Your changes look good, although I'd recommend we always create a new root span if parent_span
is None to prevent the concurrency issue (there would be cases where the 2nd pipeline.run has parent_span
is None with a non-empty current_span
, resulting the follow-up trace be registered as a span
instead of trace
). Also I suppose you don't have to deal with meta this way.
Here is something I have in my draft:
tracing_context: ContextVar[Dict[Any, Any]] = ContextVar("tracing_context", default={})
"""
A context variable containing information related to tracing. This can be used to store trace, user, and session IDs,
custom tags and pipeline version information.
"""
class LangfuseTracer(Tracer):
@contextlib.contextmanager
def trace(
self, operation_name: str, tags: Optional[Dict[str, Any]] = None, parent_span: Optional[Span] = None
) -> Iterator[Span]:
"""
Start and manage a new trace span.
:param operation_name: The name of the operation.
:param tags: A dictionary of tags to attach to the span.
:param parent_span: The parent span to use for the newly created span.
:return: A context manager yielding the span.
"""
# pylint: disable=protected-access
# This is to make it consistent with the original implementation
tags = tags or {}
span_name = tags.get("haystack.component.name", operation_name)
if not parent_span:
if operation_name != "haystack.pipeline.run":
logger.warning(
"Creating a new trace without a parent span is not recommended for operation '%s'.", operation_name
)
# Create a new trace if no parent span is provided
span = LangfuseSpan(
self._tracer.trace(
name=self._name,
public=self._public,
id=tracing_context.get().get("trace_id"),
user_id=tracing_context.get().get("user_id"),
session_id=tracing_context.get().get("session_id"),
tags=tracing_context.get().get("tags"),
version=tracing_context.get().get("version"),
)
)
else:
if tags.get("haystack.component.type") in self.ALL_SUPPORTED_GENERATORS:
span = LangfuseSpan(parent_span.raw_span().generation(name=span_name))
else:
span = LangfuseSpan(parent_span.raw_span().span(name=span_name))
self._context.append(span)
span.set_tags(tags)
yield span
... # The rest of the code is left unchanged
I hope this helps.
@LastRemote I see where you’re coming from.
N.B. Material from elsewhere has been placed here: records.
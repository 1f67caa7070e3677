//! OpenCL implementation of the search device port.
//!
//! Owns the context, queue and the four storage buffers. The kernel
//! pipeline is rebuilt from the registry's source whenever the algorithm
//! changes; midstate and target rewrites reuse it in place.

use std::ptr;

use opencl3::command_queue::CommandQueue;
use opencl3::context::Context;
use opencl3::device::{Device, CL_DEVICE_TYPE_GPU};
use opencl3::kernel::{ExecuteKernel, Kernel};
use opencl3::memory::{Buffer, CL_MEM_READ_ONLY, CL_MEM_READ_WRITE};
use opencl3::platform::get_platforms;
use opencl3::program::Program;
use opencl3::types::{cl_uint, CL_BLOCKING};

use crate::algo::{AlgoSpec, Algorithm, Midstate, Target};
use crate::engine::{DeviceError, DeviceInfo, ResultSlot, SearchDevice};

/// Words per result slot: nonce_lo, hash_w0, hash_w1, flag.
const SLOT_WORDS: usize = 4;

pub struct OpenClDevice {
    context: Context,
    queue: CommandQueue,
    pipeline: Option<Pipeline>,
    info: DeviceInfo,
}

struct Pipeline {
    algorithm: Algorithm,
    kernel: Kernel,
    midstate_buf: Buffer<cl_uint>,
    target_buf: Buffer<cl_uint>,
    results_buf: Buffer<cl_uint>,
    offset_buf: Buffer<cl_uint>,
    workgroup_size: u32,
    result_slots: usize,
}

/// Enumerate GPU devices across all platforms.
pub fn detect_devices() -> Result<Vec<DeviceInfo>, DeviceError> {
    let platforms = get_platforms()
        .map_err(|e| DeviceError::Unavailable(format!("failed to get platforms: {:?}", e)))?;
    if platforms.is_empty() {
        return Err(DeviceError::Unavailable("no OpenCL platforms found".to_string()));
    }

    let mut infos = Vec::new();
    for platform in platforms {
        let device_ids = platform
            .get_devices(CL_DEVICE_TYPE_GPU)
            .map_err(|e| DeviceError::Unavailable(format!("failed to get devices: {:?}", e)))?;
        for id in device_ids {
            let device = Device::new(id);
            if let Ok(info) = device_info(&device) {
                infos.push(info);
            }
        }
    }
    if infos.is_empty() {
        return Err(DeviceError::Unavailable("no GPU devices found".to_string()));
    }
    Ok(infos)
}

fn device_info(device: &Device) -> Result<DeviceInfo, DeviceError> {
    Ok(DeviceInfo {
        name: device
            .name()
            .map_err(|e| DeviceError::Unavailable(format!("device name: {:?}", e)))?,
        compute_units: device
            .max_compute_units()
            .map_err(|e| DeviceError::Unavailable(format!("compute units: {:?}", e)))?,
        max_workgroup_size: device
            .max_work_group_size()
            .map_err(|e| DeviceError::Unavailable(format!("workgroup size: {:?}", e)))?,
    })
}

impl OpenClDevice {
    /// Open the `index`-th GPU device.
    pub fn new(index: usize) -> Result<Self, DeviceError> {
        let platforms = get_platforms()
            .map_err(|e| DeviceError::Unavailable(format!("failed to get platforms: {:?}", e)))?;

        let mut flat = Vec::new();
        for platform in platforms {
            if let Ok(ids) = platform.get_devices(CL_DEVICE_TYPE_GPU) {
                flat.extend(ids);
            }
        }
        let id = *flat
            .get(index)
            .ok_or_else(|| DeviceError::Unavailable(format!("device {} not found", index)))?;
        let device = Device::new(id);
        let info = device_info(&device)?;

        let context = Context::from_device(&device)
            .map_err(|e| DeviceError::Unavailable(format!("context: {:?}", e)))?;
        let queue = CommandQueue::create_default(&context, 0)
            .map_err(|e| DeviceError::Unavailable(format!("queue: {:?}", e)))?;

        tracing::info!(name = %info.name, compute_units = info.compute_units, "opened OpenCL device");

        Ok(OpenClDevice { context, queue, pipeline: None, info })
    }

    fn build_pipeline(&mut self, spec: &AlgoSpec) -> Result<(), DeviceError> {
        tracing::info!(algorithm = %spec.algorithm, "compiling device kernel");
        let program =
            Program::create_and_build_from_source(&self.context, spec.kernel_source, "")
                .map_err(|e| DeviceError::Build(format!("kernel build: {}", e)))?;
        let kernel = Kernel::create(&program, spec.kernel_name)
            .map_err(|e| DeviceError::Build(format!("kernel create: {:?}", e)))?;

        let result_slots = spec.result_slots as usize;
        let midstate_words = spec.midstate_len / 4;
        let target_words = spec.algorithm.target_format().word_count();

        let midstate_buf = unsafe {
            Buffer::<cl_uint>::create(&self.context, CL_MEM_READ_ONLY, midstate_words, ptr::null_mut())
        }
        .map_err(|e| DeviceError::Build(format!("midstate buffer: {:?}", e)))?;
        let target_buf = unsafe {
            Buffer::<cl_uint>::create(&self.context, CL_MEM_READ_ONLY, target_words, ptr::null_mut())
        }
        .map_err(|e| DeviceError::Build(format!("target buffer: {:?}", e)))?;
        let results_buf = unsafe {
            Buffer::<cl_uint>::create(
                &self.context,
                CL_MEM_READ_WRITE,
                1 + SLOT_WORDS * result_slots,
                ptr::null_mut(),
            )
        }
        .map_err(|e| DeviceError::Build(format!("results buffer: {:?}", e)))?;
        let offset_buf = unsafe {
            Buffer::<cl_uint>::create(&self.context, CL_MEM_READ_ONLY, 1, ptr::null_mut())
        }
        .map_err(|e| DeviceError::Build(format!("offset buffer: {:?}", e)))?;

        let workgroup_size = (spec.workgroup_size as usize).min(self.info.max_workgroup_size) as u32;

        self.pipeline = Some(Pipeline {
            algorithm: spec.algorithm,
            kernel,
            midstate_buf,
            target_buf,
            results_buf,
            offset_buf,
            workgroup_size,
            result_slots,
        });
        Ok(())
    }

}

impl SearchDevice for OpenClDevice {
    fn configure(
        &mut self,
        spec: &AlgoSpec,
        midstate: &Midstate,
        target: &Target,
    ) -> Result<(), DeviceError> {
        let rebuild = self
            .pipeline
            .as_ref()
            .map(|p| p.algorithm != spec.algorithm)
            .unwrap_or(true);
        if rebuild {
            self.build_pipeline(spec)?;
        }

        let midstate_words = midstate.device_words();
        let target_words = target.device_words();
        let queue = &self.queue;
        let pipeline = self
            .pipeline
            .as_mut()
            .ok_or_else(|| DeviceError::Build("pipeline missing after build".to_string()))?;

        unsafe {
            queue
                .enqueue_write_buffer(&mut pipeline.midstate_buf, CL_BLOCKING, 0, &midstate_words, &[])
                .map_err(|e| DeviceError::Dispatch(format!("midstate write: {:?}", e)))?;
            queue
                .enqueue_write_buffer(&mut pipeline.target_buf, CL_BLOCKING, 0, &target_words, &[])
                .map_err(|e| DeviceError::Dispatch(format!("target write: {:?}", e)))?;
        }
        Ok(())
    }

    fn dispatch(
        &mut self,
        nonce_hi: u32,
        nonce_offset: u32,
        workgroups: u32,
    ) -> Result<Vec<ResultSlot>, DeviceError> {
        let queue = &self.queue;
        let pipeline = self
            .pipeline
            .as_mut()
            .ok_or_else(|| DeviceError::Dispatch("dispatch before configure".to_string()))?;

        let zero = [0u32];
        let offset = [nonce_offset];
        unsafe {
            queue
                .enqueue_write_buffer(&mut pipeline.results_buf, CL_BLOCKING, 0, &zero, &[])
                .map_err(|e| DeviceError::Dispatch(format!("counter reset: {:?}", e)))?;
            queue
                .enqueue_write_buffer(&mut pipeline.offset_buf, CL_BLOCKING, 0, &offset, &[])
                .map_err(|e| DeviceError::Dispatch(format!("offset write: {:?}", e)))?;
        }

        let local = pipeline.workgroup_size as usize;
        let global = local * workgroups as usize;

        let event = unsafe {
            ExecuteKernel::new(&pipeline.kernel)
                .set_arg(&pipeline.midstate_buf)
                .set_arg(&pipeline.target_buf)
                .set_arg(&pipeline.results_buf)
                .set_arg(&pipeline.offset_buf)
                .set_arg(&nonce_hi)
                .set_global_work_size(global)
                .set_local_work_size(local)
                .enqueue_nd_range(queue)
                .map_err(|e| DeviceError::Dispatch(format!("kernel launch: {:?}", e)))?
        };
        event
            .wait()
            .map_err(|e| DeviceError::Dispatch(format!("queue wait: {:?}", e)))?;

        let mut readback = vec![0u32; 1 + SLOT_WORDS * pipeline.result_slots];
        unsafe {
            queue
                .enqueue_read_buffer(&pipeline.results_buf, CL_BLOCKING, 0, &mut readback, &[])
                .map_err(|e| DeviceError::Dispatch(format!("results read: {:?}", e)))?;
        }

        let count = (readback[0] as usize).min(pipeline.result_slots);
        let mut slots = Vec::with_capacity(count);
        for i in 0..count {
            let base = 1 + SLOT_WORDS * i;
            if readback[base + 3] == 1 {
                slots.push(ResultSlot {
                    nonce_lo: readback[base],
                    hash_w0: readback[base + 1],
                    hash_w1: readback[base + 2],
                });
            }
        }
        Ok(slots)
    }

    fn info(&self) -> DeviceInfo {
        self.info.clone()
    }
}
I also envisioned some "extra-storage" in the tracer (https://github.com/deepset-ai/haystack-core-integrations/issues/1154#issuecomment-2472993625), however I was unaware of the concurrency issues as the fix that allowed hayhooks to run concurrently different run()
for the same pipeline was very recently merged https://github.com/deepset-ai/hayhooks/pull/27
Unfortunately, I will be unavailable for the next 3-4 days, so I recommend either integrating the fix as it stands or extending it with the context variable proposal you mentioned, provided @vblagoje or someone else from Haystack team approves. In this case I think you can add a commit to extend this PR.
I think the people involved in the Langfuse integration (both from Haystack and external contributors like us) should be on the same page on multiple issues. In this case, I believe the context var approach could also be an opportunity to explore how it might assist in linking generators with their corresponding prompts, but I need to think a little bit more about it
Thank you for jumping in @silvanocerza and kudos to both of you @LastRemote and @alex-stoica. Keep these PRs coming!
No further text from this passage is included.